A robust public discourse around freedom of speech ensued, and section 18C was ultimately left alone.
But freedom of speech is once again on the national agenda in the wake of Israel Folau’s sacking from Rugby Australia.
“The Israel Folau fiasco hit a nerve because it was a person with strong religious beliefs making a deeply offensive homophobic comment,” said NSW Jewish Board of Deputies (JBOD) president Lesli Berger.
“Whether or not that should have resulted in his dismissal by Rugby Australia is another matter.”
According to reports, some Coalition MPs have been emboldened by support from religious voters at the election and are pushing the government for far-reaching religious freedom provisions in forthcoming laws.
Former deputy prime minister Barnaby Joyce wants laws to exempt religious beliefs from employment contracts – in effect giving legal protection to views such as those expressed on social media by Folau – that gay people and fornicators will go to hell.
Federal Attorney-General Christian Porter is expected to present a Religious Discrimination Act to the Parliament as soon as July and Senator Concetta Fierravanti-Wells said the election marked a “new dawn” on religious freedom.
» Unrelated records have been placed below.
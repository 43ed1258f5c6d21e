use crate::context::AppContext;
use crate::history::{HistoryLedger, HISTORY_FILE};
use crate::monitor::RegimeMonitor;
use crate::report::MonitorReport;
use crate::workbook::{build_workbook, ReportContext};
use anyhow::{Context, Result};
use chrono::Local;
use log::{info, warn};
use std::path::{Path, PathBuf};

pub fn report_stem(date: chrono::NaiveDate) -> String {
    format!("monitor_report_{}", date.format("%Y_%m_%d"))
}

pub async fn run(app: &AppContext, data_file: Option<&Path>) -> Result<Vec<PathBuf>> {
    let settings = app.settings();
    let model = app.load_model()?;
    let market_data = app.market_data(data_file).await?;

    let monitor = RegimeMonitor::new(&model, settings.params);
    let report = monitor
        .run(&market_data)
        .context("Monitoring run aborted")?;
    if let Some(message) = empty_summary_warning(&report) {
        warn!("{}", message);
    }
    log_summary(&report);

    let context = ReportContext {
        benchmark: settings.benchmark.clone(),
        zscore_window: settings.params.zscore_window,
        attention_threshold: settings.params.attention_threshold,
        classifier: settings.classifier.label().to_string(),
    };
    let workbook = build_workbook(&report, &context, settings.score_bands);
    let sink = settings.report_format.sink(&settings.output_dir);
    let written = sink.write(&report_stem(Local::now().date_naive()), &workbook)?;

    let history_path = settings.output_dir.join(HISTORY_FILE);
    let mut ledger = HistoryLedger::load(&history_path)?;
    let recorded = ledger.record_report(&report);
    ledger.save(&history_path)?;
    info!(
        "Recorded {} row(s) in {} ({} total)",
        recorded,
        history_path.display(),
        ledger.len()
    );

    Ok(written)
}

/// Warning text when the summary sheet would have no ranked row, including
/// the case where every asset was excluded.
fn empty_summary_warning(report: &MonitorReport) -> Option<String> {
    if !report.rows.is_empty() {
        return None;
    }
    Some(format!(
        "No asset could be ranked ({} of {} excluded); writing an empty summary",
        report.excluded().count(),
        report.details.len()
    ))
}

fn log_summary(report: &MonitorReport) {
    for row in &report.rows {
        info!(
            "{:<12} {:<12} score={:.3} return={:.2}% return_6m={:.2}%",
            row.asset,
            row.diagnostic.as_str(),
            row.score,
            row.current_return * 100.0,
            row.return_6m * 100.0
        );
    }
}

#[cfg(test)]
mod tests {
    use super::*;
    use crate::error::MonitorError;
    use crate::features::FeatureSnapshot;
    use crate::report::AssetAssessment;
    use chrono::NaiveDate;

    #[test]
    fn stem_uses_underscored_date() {
        let date = NaiveDate::from_ymd_opt(2024, 3, 7).unwrap();
        assert_eq!(report_stem(date), "monitor_report_2024_03_07");
    }

    #[test]
    fn all_excluded_run_still_warns() {
        let details = vec![AssetAssessment::excluded(
            "AAA",
            FeatureSnapshot::default(),
            None,
            MonitorError::InsufficientHistory {
                asset: "AAA".to_string(),
                required: 25,
                available: 4,
            },
        )];
        let report = MonitorReport::assemble(None, details);
        assert!(!report.is_empty());

        let message = empty_summary_warning(&report).unwrap();
        assert!(message.contains("1 of 1 excluded"));
        assert!(empty_summary_warning(&MonitorReport::assemble(None, Vec::new())).is_some());
    }
}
She called for a standalone Religious Freedom Act that would give greater legal heft to the demands set out by church leaders, Christian schools and other faith-based institutions.
JBOD will provide a forum for discussion on religious freedoms when it hosts former Australian attorney-general Philip Ruddock, who chaired the Prime Minister’s “Religious Freedom Review” which was handed down in May last year, at its June plenum.
Berger said this is an important topic.
“There are a number of areas in which Jewish beliefs and customs are unpalatable to segments of broader society, such as circumcision, animal slaughter methods, lack of gender diversity among rabbonim in Orthodox congregations etc. Do Orthodox people in our community feel vilified? It’s an issue we should certainly address,” Berger said.
The JBOD plenum will be held from 7.30pm on Tuesday, June 18 at the Sydney Jewish Museum Education Centre in Darlinghurst. Enquiries: (02) 9360 1600.